#### EXTRACTED DATA

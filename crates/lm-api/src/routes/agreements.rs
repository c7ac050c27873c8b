//! # Customer Agreements API
//!
//! One agreement per enterprise customer. The detail view carries the
//! agreement's plans ordered by expiration, counting scheduled renewals.

use axum::extract::rejection::JsonRejection;
use axum::extract::{Path, State};
use axum::http::StatusCode;
use axum::routing::get;
use axum::{Json, Router};
use serde::{Deserialize, Serialize};
use utoipa::ToSchema;
use uuid::Uuid;

use lm_core::{CustomerAgreementId, EnterpriseCatalogId, EnterpriseCustomerId, EnterpriseSlug, Timestamp};
use lm_state::CustomerAgreement;

use crate::auth::{require_learner_or_admin, require_operator, CallerIdentity};
use crate::error::AppError;
use crate::extractors::{extract_validated_json, Validate};
use crate::routes::{today, AgreementView, ExpirationView, PlanView};
use crate::state::AppState;

#[derive(Debug, Deserialize, ToSchema)]
pub struct CreateAgreementRequest {
    pub enterprise_customer_uuid: Uuid,
    pub enterprise_customer_slug: String,
    pub enterprise_customer_name: String,
    #[serde(default)]
    pub default_enterprise_catalog_uuid: Option<Uuid>,
}

impl Validate for CreateAgreementRequest {
    fn validate(&self) -> Result<(), String> {
        if self.enterprise_customer_name.trim().is_empty() {
            return Err("enterprise_customer_name must not be empty".into());
        }
        Ok(())
    }
}

#[derive(Debug, Serialize, Deserialize, ToSchema)]
pub struct AgreementDetail {
    #[serde(flatten)]
    pub agreement: AgreementView,
    pub subscriptions: Vec<PlanView>,
    pub ordered_subscription_plan_expirations: Vec<ExpirationView>,
}

pub fn router() -> Router<AppState> {
    Router::new()
        .route(
            "/v1/customer-agreements",
            get(list_agreements).post(create_agreement),
        )
        .route("/v1/customer-agreements/{id}", get(get_agreement))
}

/// POST /v1/customer-agreements: Register an enterprise customer.
#[utoipa::path(
    post,
    path = "/v1/customer-agreements",
    request_body = CreateAgreementRequest,
    responses(
        (status = 201, description = "Agreement created", body = AgreementView),
        (status = 409, description = "Enterprise or slug already registered", body = crate::error::ErrorBody),
        (status = 422, description = "Validation error", body = crate::error::ErrorBody),
    ),
    tag = "agreements"
)]
pub async fn create_agreement(
    State(state): State<AppState>,
    caller: CallerIdentity,
    body: Result<Json<CreateAgreementRequest>, JsonRejection>,
) -> Result<(StatusCode, Json<AgreementView>), AppError> {
    require_operator(&caller)?;
    let req = extract_validated_json(body)?;
    let agreement = CustomerAgreement::new(
        EnterpriseCustomerId::from_uuid(req.enterprise_customer_uuid),
        EnterpriseSlug::new(req.enterprise_customer_slug)?,
        req.enterprise_customer_name.trim(),
        req.default_enterprise_catalog_uuid
            .map(EnterpriseCatalogId::from_uuid),
        Timestamp::now(),
    );
    let view = AgreementView::from(&agreement);
    state.registry.write().add_customer_agreement(agreement)?;
    Ok((StatusCode::CREATED, Json(view)))
}

/// GET /v1/customer-agreements: Agreements visible to the caller.
#[utoipa::path(
    get,
    path = "/v1/customer-agreements",
    responses(
        (status = 200, description = "Visible agreements", body = Vec<AgreementView>),
    ),
    tag = "agreements"
)]
pub async fn list_agreements(
    State(state): State<AppState>,
    caller: CallerIdentity,
) -> Json<Vec<AgreementView>> {
    let registry = state.registry.read();
    let views = registry
        .customer_agreements()
        .filter(|a| caller.has_learner_or_admin_access(&a.enterprise_customer_uuid))
        .map(AgreementView::from)
        .collect();
    Json(views)
}

/// GET /v1/customer-agreements/{id}: Agreement with plans and expirations.
#[utoipa::path(
    get,
    path = "/v1/customer-agreements/{id}",
    params(("id" = Uuid, Path, description = "Customer agreement UUID")),
    responses(
        (status = 200, description = "Agreement detail", body = AgreementDetail),
        (status = 403, description = "No access to the enterprise", body = crate::error::ErrorBody),
        (status = 404, description = "Agreement not found", body = crate::error::ErrorBody),
    ),
    tag = "agreements"
)]
pub async fn get_agreement(
    State(state): State<AppState>,
    caller: CallerIdentity,
    Path(id): Path<Uuid>,
) -> Result<Json<AgreementDetail>, AppError> {
    let id = CustomerAgreementId::from_uuid(id);
    let today = today();
    let registry = state.registry.read();
    let agreement = registry.customer_agreement(&id)?;
    require_learner_or_admin(&caller, &agreement.enterprise_customer_uuid)?;

    let subscriptions = registry
        .plans_for_agreement(&id)
        .map(|p| PlanView::new(p, today))
        .collect();
    let ordered_subscription_plan_expirations = registry
        .ordered_subscription_plan_expirations(&id, today)?
        .iter()
        .map(ExpirationView::from)
        .collect();
    Ok(Json(AgreementDetail {
        agreement: AgreementView::from(agreement),
        subscriptions,
        ordered_subscription_plan_expirations,
    }))
}
//! # lm-core: Foundational Types for the License Manager
//!
//! Every other crate in the workspace depends on `lm-core`; it depends on
//! nothing internal. It defines the primitives the subscription domain is
//! built from.
//!
//! ## Key Design Principles
//!
//! 1. **Newtype wrappers for identifiers.** `CustomerAgreementId`,
//!    `SubscriptionPlanId`, `LicenseId`, `RenewalId`, `ActivationKey`. You
//!    cannot pass a license id where a plan id is expected.
//!
//! 2. **Validated field types.** `SalesforceOpportunityId`, `EnterpriseSlug`,
//!    `EmailAddress`, and `PlanTitle` validate at construction and at
//!    deserialization. An invalid value never reaches the domain model.
//!
//! 3. **UTC-only timestamps.** [`Timestamp`] is UTC with seconds precision.
//!    Calendar arithmetic uses `chrono::NaiveDate`.
//!
//! ## Crate Policy
//!
//! - No dependencies on other `lm-*` crates.
//! - No `unsafe` code.
//! - No `panic!()` or `.unwrap()` outside tests.

pub mod batch;
pub mod constants;
pub mod error;
pub mod identity;
pub mod links;
pub mod quota;
pub mod temporal;
pub mod validated;

// Re-export primary types for ergonomic imports.
pub use batch::chunks;
pub use error::{LmError, ValidationError};
pub use identity::{
    ActivationKey, CustomerAgreementId, EnterpriseCatalogId, EnterpriseCustomerId, LicenseId,
    RenewalId, SubscriptionPlanId,
};
pub use links::{learner_portal_url, license_activation_link, PortalConfig};
pub use quota::revocations_allowed;
pub use temporal::{days_until, Timestamp};
pub use validated::{EmailAddress, EnterpriseSlug, PlanTitle, SalesforceOpportunityId};
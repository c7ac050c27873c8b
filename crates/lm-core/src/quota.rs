//! # Revocation Quota Arithmetic
//!
//! The revocation cap of a plan is a percentage of its license count,
//! rounded up. Computed in integer arithmetic so that the result is exact
//! for every license count the model admits.

/// Number of revocations a plan with `num_licenses` licenses may perform.
///
/// `ceil(num_licenses * percentage / 100)`. Percentages above 100 are
/// clamped to 100.
pub fn revocations_allowed(num_licenses: u64, percentage: u8) -> u64 {
    let pct = u64::from(percentage.min(100));
    (num_licenses * pct).div_ceil(100)
}

#[cfg(test)]
mod tests {
    use super::*;
    use proptest::prelude::*;

    #[test]
    fn rounds_up() {
        assert_eq!(revocations_allowed(10, 5), 1);
        assert_eq!(revocations_allowed(20, 5), 1);
        assert_eq!(revocations_allowed(21, 5), 2);
        assert_eq!(revocations_allowed(100, 5), 5);
    }

    #[test]
    fn zero_cases() {
        assert_eq!(revocations_allowed(0, 5), 0);
        assert_eq!(revocations_allowed(100, 0), 0);
    }

    #[test]
    fn full_percentage_allows_every_license() {
        assert_eq!(revocations_allowed(37, 100), 37);
        assert_eq!(revocations_allowed(37, 250), 37);
    }

    proptest! {
        #[test]
        fn never_exceeds_license_count(n in 0u64..=5000, p in 0u8..=100) {
            prop_assert!(revocations_allowed(n, p) <= n);
        }

        #[test]
        fn is_smallest_integer_covering_share(n in 0u64..=5000, p in 0u8..=100) {
            let allowed = revocations_allowed(n, p);
            prop_assert!(allowed * 100 >= n * u64::from(p));
            if allowed > 0 {
                prop_assert!((allowed - 1) * 100 < n * u64::from(p));
            }
        }

        #[test]
        fn monotone_in_license_count(n in 0u64..5000, p in 0u8..=100) {
            prop_assert!(revocations_allowed(n, p) <= revocations_allowed(n + 1, p));
        }
    }
}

########

A single number, please: how many lines in the data above contain the string "RenewalId"?

OUTPUT FOR THIS EXERCISE:
2